Exercise goal
From the top of the records below down to the line containing "store.currency_name = self.currency_name;", reproduce every line exactly.

○ ○ ○ ○ ○

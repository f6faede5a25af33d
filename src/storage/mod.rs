//! # Storage
//!
//! Sled-backed persistence for the two records the cart touches: player balances and
//! character sheets. [`CartStore`] implements both [`Ledger`] and [`CharacterStore`].
//!
//! ```text
//! <data_dir>/cart/
//! ├── characters   ← "characters:<user id>" → bincode(Character)
//! └── balances     ← "balances:<user id>"   → u64 big-endian
//! ```
//!
//! Balance updates go through `fetch_and_update`, so a withdrawal either applies in
//! full or not at all even with several tasks spending for the same player.

use std::path::{Path, PathBuf};
use std::sync::Arc;

use async_trait::async_trait;
use sled::IVec;

use crate::cart::character::{Character, CHARACTER_SCHEMA_VERSION};
use crate::cart::errors::{LedgerError, StoreError};
use crate::cart::ledger::{CharacterStore, Ledger, DEFAULT_CURRENCY};
use crate::cart::types::{GuildId, UserId};

const TREE_CHARACTERS: &str = "characters";
const TREE_BALANCES: &str = "balances";

/// Helper builder so tests can easily create throwaway stores with custom paths.
pub struct CartStoreBuilder {
    path: PathBuf,
    currency_name: String,
    starting_balance: u64,
}

impl CartStoreBuilder {
    pub fn new(path: impl Into<PathBuf>) -> Self {
        Self {
            path: path.into(),
            currency_name: DEFAULT_CURRENCY.to_string(),
            starting_balance: 0,
        }
    }

    pub fn currency_name(mut self, name: impl Into<String>) -> Self {
        self.currency_name = name.into();
        self
    }

    /// Balance granted by [`CartStore::ensure_account`] to players seen for the first time.
    pub fn starting_balance(mut self, amount: u64) -> Self {
        self.starting_balance = amount;
        self
    }

    pub fn open(self) -> Result<CartStore, StoreError> {
        let mut store = CartStore::open(self.path)?;
        store.currency_name = self.currency_name;
        store.starting_balance = self.starting_balance;
        Ok(store)
    }
}

/// Sled-backed balances and character sheets. Cheap to clone.
#[derive(Clone)]
pub struct CartStore {
    _db: Arc<sled::Db>,
    characters: sled::Tree,
    balances: sled::Tree,
    currency_name: String,
    starting_balance: u64,
}

impl CartStore {
    /// Open (or create) the store rooted at `path`.
    pub fn open<P: AsRef<Path>>(path: P) -> Result<Self, StoreError> {
        let path_ref = path.as_ref();
        std::fs::create_dir_all(path_ref)?;
        let db = sled::open(path_ref)?;
        let characters = db.open_tree(TREE_CHARACTERS)?;
        let balances = db.open_tree(TREE_BALANCES)?;
        Ok(Self {
            _db: Arc::new(db),
            characters,
            balances,
            currency_name: DEFAULT_CURRENCY.to_string(),
            starting_balance: 0,
        })
    }

    fn character_key(user: UserId) -> Vec<u8> {
        format!("characters:{}", user).into_bytes()
    }

    fn balance_key(user: UserId) -> Vec<u8> {
        format!("balances:{}", user).into_bytes()
    }

    fn decode_balance(bytes: &[u8]) -> Result<u64, StoreError> {
        let raw: [u8; 8] = bytes
            .try_into()
            .map_err(|_| StoreError::Corrupt(format!("balance of {} bytes", bytes.len())))?;
        Ok(u64::from_be_bytes(raw))
    }

    fn deserialize<T: serde::de::DeserializeOwned>(bytes: IVec) -> Result<T, StoreError> {
        Ok(bincode::deserialize::<T>(&bytes)?)
    }

    /// Fetch a character sheet, if one was ever saved.
    pub fn get_character(&self, user: UserId) -> Result<Option<Character>, StoreError> {
        let Some(bytes) = self.characters.get(Self::character_key(user))? else {
            return Ok(None);
        };
        let record: Character = Self::deserialize(bytes)?;
        if record.schema_version != CHARACTER_SCHEMA_VERSION {
            return Err(StoreError::SchemaMismatch {
                entity: "character",
                expected: CHARACTER_SCHEMA_VERSION,
                found: record.schema_version,
            });
        }
        Ok(Some(record))
    }

    /// Insert or update a character sheet.
    pub fn put_character(&self, character: &Character) -> Result<(), StoreError> {
        let mut record = character.clone();
        record.schema_version = CHARACTER_SCHEMA_VERSION;
        let bytes = bincode::serialize(&record)?;
        self.characters.insert(Self::character_key(record.user), bytes)?;
        self.characters.flush()?;
        Ok(())
    }

    pub fn get_balance(&self, user: UserId) -> Result<u64, StoreError> {
        match self.balances.get(Self::balance_key(user))? {
            Some(bytes) => Self::decode_balance(&bytes),
            None => Ok(0),
        }
    }

    pub fn set_balance(&self, user: UserId, amount: u64) -> Result<(), StoreError> {
        self.balances
            .insert(Self::balance_key(user), amount.to_be_bytes().to_vec())?;
        self.balances.flush()?;
        Ok(())
    }

    /// Grant the starting balance to a player with no balance record. Returns whether
    /// a grant was made.
    pub fn ensure_account(&self, user: UserId) -> Result<bool, StoreError> {
        let key = Self::balance_key(user);
        let created = self
            .balances
            .compare_and_swap(
                key,
                None as Option<&[u8]>,
                Some(self.starting_balance.to_be_bytes().to_vec()),
            )?
            .is_ok();
        if created {
            self.balances.flush()?;
            log::info!("opened account for {} with {}", user, self.starting_balance);
        }
        Ok(created)
    }

    /// Apply `op` to a balance atomically. `op` returns the new balance or refuses.
    fn update_balance<F>(&self, user: UserId, op: F) -> Result<u64, LedgerError>
    where
        F: Fn(u64) -> Result<u64, LedgerError>,
    {
        let key = Self::balance_key(user);
        let mut refusal: Option<LedgerError> = None;
        let mut corrupt = false;
        let previous = self
            .balances
            .fetch_and_update(&key, |current| {
                refusal = None;
                let balance = match current.map(Self::decode_balance).transpose() {
                    Ok(b) => b.unwrap_or(0),
                    Err(_) => {
                        corrupt = true;
                        return current.map(|c| c.to_vec());
                    }
                };
                match op(balance) {
                    Ok(next) => Some(next.to_be_bytes().to_vec()),
                    Err(e) => {
                        refusal = Some(e);
                        current.map(|c| c.to_vec())
                    }
                }
            })
            .map_err(StoreError::from)?;
        if corrupt {
            return Err(StoreError::Corrupt(format!("balance for {}", user)).into());
        }
        if let Some(e) = refusal {
            return Err(e);
        }
        self.balances.flush().map_err(StoreError::from)?;
        let before = match previous {
            Some(bytes) => Self::decode_balance(&bytes)?,
            None => 0,
        };
        op(before)
    }

    pub fn len_characters(&self) -> usize {
        self.characters.len()
    }
}

#[async_trait]
impl Ledger for CartStore {
    async fn can_spend(&self, user: UserId, amount: u64) -> Result<bool, LedgerError> {
        Ok(self.get_balance(user)? >= amount)
    }

    async fn withdraw(&self, user: UserId, amount: u64) -> Result<u64, LedgerError> {
        self.update_balance(user, |balance| {
            balance
                .checked_sub(amount)
                .ok_or(LedgerError::InsufficientFunds {
                    user,
                    needed: amount,
                    available: balance,
                })
        })
    }

    async fn deposit(&self, user: UserId, amount: u64) -> Result<u64, LedgerError> {
        self.update_balance(user, |balance| {
            balance
                .checked_add(amount)
                .ok_or(LedgerError::BalanceTooHigh(user))
        })
    }

    async fn balance(&self, user: UserId) -> Result<u64, LedgerError> {
        Ok(self.get_balance(user)?)
    }

    async fn currency_name(&self, _guild: GuildId) -> String {
        self.currency_name.clone()
    }
}

#[async_trait]
impl CharacterStore for CartStore {
    async fn load(&self, user: UserId) -> Result<Character, StoreError> {
        Ok(self
            .get_character(user)?
            .unwrap_or_else(|| Character::new(user)))
    }

    async fn save(&self, character: &Character) -> Result<(), StoreError> {
        self.put_character(character)
    }
}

○ ○ ○ ○ ○

Exercise solution
repository f6faede5a25af33d
filename src/storage/mod.rs
//! # Storage
//!
//! Sled-backed persistence for the two records the cart touches: player balances and
//! character sheets. [`CartStore`] implements both [`Ledger`] and [`CharacterStore`].
//!
//! ```text
//! <data_dir>/cart/
//! ├── characters   ← "characters:<user id>" → bincode(Character)
//! └── balances     ← "balances:<user id>"   → u64 big-endian
//! ```
//!
//! Balance updates go through `fetch_and_update`, so a withdrawal either applies in
//! full or not at all even with several tasks spending for the same player.

use std::path::{Path, PathBuf};
use std::sync::Arc;

use async_trait::async_trait;
use sled::IVec;

use crate::cart::character::{Character, CHARACTER_SCHEMA_VERSION};
use crate::cart::errors::{LedgerError, StoreError};
use crate::cart::ledger::{CharacterStore, Ledger, DEFAULT_CURRENCY};
use crate::cart::types::{GuildId, UserId};

const TREE_CHARACTERS: &str = "characters";
const TREE_BALANCES: &str = "balances";

/// Helper builder so tests can easily create throwaway stores with custom paths.
pub struct CartStoreBuilder {
    path: PathBuf,
    currency_name: String,
    starting_balance: u64,
}

impl CartStoreBuilder {
    pub fn new(path: impl Into<PathBuf>) -> Self {
        Self {
            path: path.into(),
            currency_name: DEFAULT_CURRENCY.to_string(),
            starting_balance: 0,
        }
    }

    pub fn currency_name(mut self, name: impl Into<String>) -> Self {
        self.currency_name = name.into();
        self
    }

    /// Balance granted by [`CartStore::ensure_account`] to players seen for the first time.
    pub fn starting_balance(mut self, amount: u64) -> Self {
        self.starting_balance = amount;
        self
    }

    pub fn open(self) -> Result<CartStore, StoreError> {
        let mut store = CartStore::open(self.path)?;
        store.currency_name = self.currency_name;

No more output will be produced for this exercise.